To evaluate the cross-reactivity of CsA metabolites in the three assays, we added 400-1700 µg/L of metabolites AM1, AM9, and AM4N (provided by Novartis Pharmaceuticals, Basel, Switzerland) to the 100 µg/L calibrator in all three methods. All measurements were made in duplicate on the same day. The cross-reactivities for AxSYM were significantly lower than the values obtained with the TDx and closer to those obtained by Emit (Table 1Up ).

In addition, we compared the results obtained for 608 renal and 112 hepatic transplants using the AxSYM with those obtained using the TDx; the least-squares equations were y = (0.81 ± 0.006)x - (2.6 ± 1.03); r = 0.980; Sy|x = 12.2 for renal transplants; and y = (0.71 ± 0.02)x - (3.2 ± 2.1); r = 0.975; Sy|x = 13.3 for hepatic transplants. The slope we observed for the hepatic transplants (0.71) was significantly smaller than those obtained for the total population of transplants (slope = 0.78) and the kidney transplant population (slope = 0.81), which was consistent with the better specificity of the AxSYM method for the CsA parent compound.

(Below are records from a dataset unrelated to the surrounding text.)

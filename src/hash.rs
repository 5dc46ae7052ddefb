//! Content-addressed hashing: canonical JSON serialization plus the two hash
//! functions built on top of it (`content_hash` for payload bytes,
//! `commit_hash` for the commit-identity tuple).
//!
//! `TraceHash` always uses SHA-256. Earlier Git-style tooling this crate was
//! adapted from kept the hash algorithm selectable (SHA-1 for legacy repos,
//! SHA-256 for newer ones); a content-addressed context store has no legacy
//! format to interoperate with, so the selector was dropped in favor of a
//! single fixed algorithm.

use std::{fmt, str::FromStr};

use serde::{Deserialize, Serialize};
use serde_json::Value;
use sha2::{Digest, Sha256};

/// A SHA-256 digest, rendered as lowercase hex wherever it crosses a boundary
/// (storage, display, serde).
#[derive(Clone, Copy, PartialEq, Eq, Hash, PartialOrd, Ord)]
pub struct TraceHash([u8; 32]);

impl TraceHash {
    pub fn new(bytes: [u8; 32]) -> Self {
        Self(bytes)
    }

    /// Compute the hash of raw bytes directly, with no canonicalization.
    pub fn of_bytes(content: &[u8]) -> Self {
        let mut hasher = Sha256::new();
        hasher.update(content);
        Self(hasher.finalize().into())
    }

    pub fn to_hex(&self) -> String {
        hex::encode(self.0)
    }

    pub fn as_bytes(&self) -> &[u8; 32] {
        &self.0
    }
}

impl fmt::Debug for TraceHash {
    fn fmt(&self, f: &mut fmt::Formatter<'_>) -> fmt::Result {
        write!(f, "TraceHash({})", self.to_hex())
    }
}

impl fmt::Display for TraceHash {
    fn fmt(&self, f: &mut fmt::Formatter<'_>) -> fmt::Result {
        write!(f, "{}", self.to_hex())
    }
}

impl FromStr for TraceHash {
    type Err = String;

    fn from_str(s: &str) -> Result<Self, Self::Err> {
        if s.len() != 64 {
            return Err(format!("invalid hash length: expected 64, got {}", s.len()));
        }
        let mut bytes = [0u8; 32];
        hex::decode_to_slice(s, &mut bytes).map_err(|e| e.to_string())?;
        Ok(Self(bytes))
    }
}

impl Serialize for TraceHash {
    fn serialize<S>(&self, serializer: S) -> Result<S::Ok, S::Error>
    where
        S: serde::Serializer,
    {
        serializer.serialize_str(&self.to_hex())
    }
}

impl<'de> Deserialize<'de> for TraceHash {
    fn deserialize<D>(deserializer: D) -> Result<Self, D::Error>
    where
        D: serde::Deserializer<'de>,
    {
        let s = String::deserialize(deserializer)?;
        Self::from_str(&s).map_err(serde::de::Error::custom)
    }
}

/// Recursively sort object keys so that serialization order never depends on
/// insertion order (e.g. `HashMap` iteration order).
pub fn canonicalize_json(value: &mut Value) {
    match value {
        Value::Array(items) => {
            for item in items.iter_mut() {
                canonicalize_json(item);
            }
        }
        Value::Object(map) => {
            let mut entries: Vec<(String, Value)> = std::mem::take(map).into_iter().collect();
            entries.sort_by(|(a, _), (b, _)| a.cmp(b));
            let mut sorted = serde_json::Map::with_capacity(entries.len());
            for (key, mut value) in entries {
                canonicalize_json(&mut value);
                sorted.insert(key, value);
            }
            *map = sorted;
        }
        _ => {}
    }
}

/// Serialize `object` to canonical JSON bytes: sorted keys, no insignificant
/// whitespace. This is the byte representation that both `content_hash` and
/// `commit_hash` operate over.
pub fn canonical_bytes<T: Serialize>(object: &T) -> Result<Vec<u8>, serde_json::Error> {
    let mut value = serde_json::to_value(object)?;
    canonicalize_json(&mut value);
    serde_json::to_vec(&value)
}

/// Hash of the canonical-JSON serialization of any serializable value.
pub fn canonical_hash<T: Serialize>(object: &T) -> Result<TraceHash, serde_json::Error> {
    let bytes = canonical_bytes(object)?;
    Ok(TraceHash::of_bytes(&bytes))
}

#[cfg(test)]
mod tests {
    use std::collections::HashMap;

    use super::*;

    #[derive(Serialize)]
    struct MapWrapper {
        map: HashMap<String, String>,
    }

    #[test]
    fn canonical_hash_is_order_independent() {
        let mut map_a = HashMap::new();
        map_a.insert("b".to_string(), "2".to_string());
        map_a.insert("a".to_string(), "1".to_string());

        let mut map_b = HashMap::new();
        map_b.insert("a".to_string(), "1".to_string());
        map_b.insert("b".to_string(), "2".to_string());

        let hash_a = canonical_hash(&MapWrapper { map: map_a }).expect("hash");
        let hash_b = canonical_hash(&MapWrapper { map: map_b }).expect("hash");

        assert_eq!(hash_a, hash_b);
        assert_eq!(hash_a.to_hex().len(), 64);
    }

    #[test]
    fn from_str_round_trips_to_hex() {
        let hash = TraceHash::of_bytes(b"hello");
        let parsed: TraceHash = hash.to_hex().parse().expect("parse");
        assert_eq!(hash, parsed);
    }

    #[test]
    fn rejects_wrong_length() {
        assert!("deadbeef".parse::<TraceHash>().is_err());
    }
}
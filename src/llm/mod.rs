//! The external LLM boundary: a frozen, round-trip-safe configuration type
//! and the client contract the commit engine and operations call through.

pub mod client;
pub mod config;

pub use client::{ChatResponse, LlmClient, Usage};
pub use config::LLMConfig;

The lower results with the AxSYM assay may appear surprising because the AxSYM and TDx assays use the same monoclonal antibody. The increased specificity may arise from the pretreatment and extraction steps. The AxSYM pretreatment solution contains more methanol and less ethylene glycol than that of the TDx. Moreover, the pipetting sequences and incubation times are modified. The FPIA technology is based entirely on the binding constants of the antibody for the analyte. The binding of an antibody to its ligand is affected by several factors, including the concentrations of the protein and ligand, temperature, pH, buffering conditions, and others. In addition, binding is dependent on the length of incubation required to reach equilibrium. The AxSYM method appeared to be reproducible and stable. No calibration was required during the study (>7 weeks), whereas it was necessary to recalibrate the Emit method weekly. The analytical performance (within- and between-run imprecision and detection limit) of the TDx was slightly better. However, it should be stressed that the quality-control samples used in the AxSYM had considerably lower mean values than those used in the TDx. Contrary to the CsA assay on TDx, no special probe cleaning step was required on AxSYM. The concentrations of the AxSYM CsA calibrators were 0, 40, 100, 200, 400, and 800 µg/L, whereas they were 0, 100, 250, 500, 1000, and 1500 for the TDx. Thus, the AxSYM calibrators included more concentrations in the range most frequently encountered in samples.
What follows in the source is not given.